Stored data entries
//! Public runtime API surface.
//!
//! This module gathers the types exposed to consumers of the runtime crate so
//! other layers can stay focused on orchestration and workers.

pub mod errors;
pub mod handle;

pub use errors::{Result, RuntimeError};
pub use handle::RuntimeHandle;
//! Data-driven dice content.
//!
//! This crate houses the authored side of combat:
//! - Dice templates (data-driven via RON)
//! - Combat tuning (data-driven via TOML)
//!
//! Templates are validated on load and handed out as shared
//! `Arc<DiceTemplate>` handles; nothing here ever appears in board state.

pub mod catalog;

#[cfg(feature = "loaders")]
pub mod loaders;

pub use catalog::{CatalogError, TemplateCatalog};

#[cfg(feature = "loaders")]
pub use loaders::{ConfigLoader, ContentFactory, DiceCatalog, DiceLoader, LoadResult};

_Action item_
Only one stretch of the records above is wanted: the lines between the one holding "orchestration and workers." and the one holding "out as shared", inclusive, reproduced exactly.

_Answer area_
//! other layers can stay focused on orchestration and workers.

pub mod errors;
pub mod handle;

pub use errors::{Result, RuntimeError};
pub use handle::RuntimeHandle;
//! Data-driven dice content.
//!
//! This crate houses the authored side of combat:
//! - Dice templates (data-driven via RON)
//! - Combat tuning (data-driven via TOML)
//!
//! Templates are validated on load and handed out as shared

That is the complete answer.